La foto di quel giovane davanti al Crocifisso di Cimabue devastato dall’esondazione dell’Arno nella basilica di Santa Croce è diventata un simbolo della tragedia che colpì Firenze. “Sono stato il primo a intervenire per salvare dall’acqua il Crocifisso di Cimabue nella basilica di Santa Croce”: chissà quante volte l’ha raccontata quella storia Salvatore Franchino, lucano, di Senise, che nel novembre del 1966, quando aveva appena 25 anni, era a Firenze, dove si era trasferito perseguire la sua grande passione: era falegname, voleva imparare l’arte del restauro. Salvatore Franchino si è spento, all’età di 78 anni, il 10 maggio (come riporta la notizia divulgata dal sito La siritide.it a firma Mariapaola Vergallito).

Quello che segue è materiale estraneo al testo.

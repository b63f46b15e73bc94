//! Output formatting for CLI commands

use blobtally::inventory::{ProgressMap, RunSummary};
use comfy_table::{presets::UTF8_FULL_CONDENSED, Cell, Color, ContentArrangement, Table};

/// Format a byte count in decimal units
///
/// Examples:
/// - 500 -> "500 B"
/// - 16000000 -> "16.0 MB"
pub fn format_size(bytes: u64) -> String {
    const KB: u64 = 1000;
    const MB: u64 = KB * 1000;
    const GB: u64 = MB * 1000;

    if bytes >= GB {
        format!("{:.1} GB", bytes as f64 / GB as f64)
    } else if bytes >= MB {
        format!("{:.1} MB", bytes as f64 / MB as f64)
    } else if bytes >= KB {
        format!("{:.1} KB", bytes as f64 / KB as f64)
    } else {
        format!("{} B", bytes)
    }
}

/// Parse a size like `16MB` or `16000000` into bytes (decimal units)
pub fn parse_size(size_str: &str) -> Result<u64, String> {
    let size_str = size_str.trim().to_uppercase();
    let split = size_str
        .find(|c: char| !(c.is_ascii_digit() || c == '.'))
        .unwrap_or(size_str.len());
    let (number, unit) = size_str.split_at(split);

    let value: f64 = number.parse().map_err(|_| size_str.clone())?;
    let multiplier: u64 = match unit.trim() {
        "" | "B" => 1,
        "KB" => 1_000,
        "MB" => 1_000_000,
        "GB" => 1_000_000_000,
        _ => return Err(size_str.clone()),
    };
    Ok((value * multiplier as f64).round() as u64)
}

fn new_table(headers: &[&str]) -> Table {
    let mut table = Table::new();
    table
        .load_preset(UTF8_FULL_CONDENSED)
        .set_content_arrangement(ContentArrangement::Dynamic);
    let header_cells: Vec<Cell> = headers
        .iter()
        .map(|h| Cell::new(h).fg(Color::Cyan))
        .collect();
    table.set_header(header_cells);
    table
}

/// Two-column table of run counters
pub fn summary_table(summary: &RunSummary) -> Table {
    let mut table = new_table(&["Metric", "Value"]);
    let rows: [(&str, u64); 16] = [
        ("Accounts listed", summary.accounts_listed),
        ("Accounts filtered out", summary.accounts_filtered),
        ("Accounts already complete", summary.accounts_already_complete),
        ("Accounts skipped (no keys)", summary.accounts_skipped),
        ("Accounts failed", summary.accounts_failed),
        ("Accounts scanned", summary.accounts_scanned),
        ("Containers filtered out", summary.containers_filtered),
        ("Containers already complete", summary.containers_already_complete),
        ("Containers resumed", summary.containers_resumed),
        ("Containers failed", summary.containers_failed),
        ("Containers scanned", summary.containers_scanned),
        ("Pages", summary.pages),
        ("Objects", summary.objects),
        ("Chunks written", summary.chunks_written),
        ("Chunks published", summary.chunks_created),
        ("Chunks already published", summary.chunks_skipped),
    ];
    for (label, value) in rows {
        table.add_row(vec![Cell::new(label), Cell::new(value)]);
    }
    table.add_row(vec![
        Cell::new("Duration"),
        Cell::new(format!("{:.1}s", summary.duration_ms as f64 / 1000.0)),
    ]);
    if !summary.failed_units.is_empty() {
        table.add_row(vec![
            Cell::new("Failed units").fg(Color::Red),
            Cell::new(summary.failed_units.join("\n")).fg(Color::Red),
        ]);
    }
    table
}

/// One row per progress marker
pub fn progress_table(map: &ProgressMap) -> Table {
    let mut table = new_table(&[
        "Unit",
        "Status",
        "Published",
        "Cursor",
        "Run",
        "Volume",
        "Bytes",
        "Updated",
    ]);
    for (key, marker) in map {
        let color = match marker.status.as_str() {
            "complete" => Color::Green,
            "listed" => Color::Yellow,
            _ => Color::Grey,
        };
        let (run, volume, bytes) = match &marker.chunk {
            Some(chunk) => (
                chunk.run_id.to_string(),
                chunk.volume.to_string(),
                format_size(chunk.bytes),
            ),
            None => ("-".to_string(), "-".to_string(), "-".to_string()),
        };
        table.add_row(vec![
            Cell::new(key),
            Cell::new(marker.status.as_str()).fg(color),
            Cell::new(if marker.published { "yes" } else { "no" }),
            Cell::new(marker.cursor.as_deref().unwrap_or("-")),
            Cell::new(run),
            Cell::new(volume),
            Cell::new(bytes),
            Cell::new(marker.updated_at.format("%Y-%m-%d %H:%M:%S")),
        ]);
    }
    table
}

#[cfg(test)]
mod tests {
    use super::*;

    #[test]
    fn test_format_size() {
        assert_eq!(format_size(0), "0 B");
        assert_eq!(format_size(500), "500 B");
        assert_eq!(format_size(1_500), "1.5 KB");
        assert_eq!(format_size(16_000_000), "16.0 MB");
        assert_eq!(format_size(2_000_000_000), "2.0 GB");
    }

    #[test]
    fn test_parse_size() {
        assert_eq!(parse_size("100").unwrap(), 100);
        assert_eq!(parse_size("16MB").unwrap(), 16_000_000);
        assert_eq!(parse_size("16mb").unwrap(), 16_000_000);
        assert_eq!(parse_size("1.5KB").unwrap(), 1_500);
        assert!(parse_size("12XB").is_err());
        assert!(parse_size("MB").is_err());
    }

    #[test]
    fn test_summary_table_lists_failures() {
        let summary = RunSummary {
            objects: 12,
            failed_units: vec!["acct/logs".to_string()],
            ..Default::default()
        };
        let rendered = summary_table(&summary).to_string();
        assert!(rendered.contains("acct/logs"));
        assert!(rendered.contains("Objects"));
    }

    #[test]
    fn test_summary_table_counts_failed_accounts_and_containers() {
        let summary = RunSummary {
            accounts_failed: 3,
            containers_failed: 7,
            ..Default::default()
        };
        let rendered = summary_table(&summary).to_string();
        let row = |label: &str| {
            rendered
                .lines()
                .find(|line| line.contains(label))
                .map(str::to_string)
                .unwrap_or_default()
        };
        assert!(row("Accounts failed").contains('3'));
        assert!(row("Containers failed").contains('7'));
    }
}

In occasione del cinquantesimo anniversario dell’alluvione di Firenze, la storia del giovane lucano che piangeva davanti al Crocifisso e che lottò per salvarlo, ha fatto il giro del mondo “Sono entrato da una finestra, di mattina presto –raccontò all’Ansa – L’interno era tutto allagato, l’acqua era ancora molto alta. Il Crocifisso, appeso alla parete, era gravemente danneggiato: fradicio, rotto in più punti, l’immagine pittorica devastata dalla furia dell’alluvione, che aveva strappato via forme e colori. Gridai, chiamando altri in soccorso per staccarlo dal muro: insieme, nonostante le grandi dimensioni facemmo il possibile per trarlo in salvo dalle acque”.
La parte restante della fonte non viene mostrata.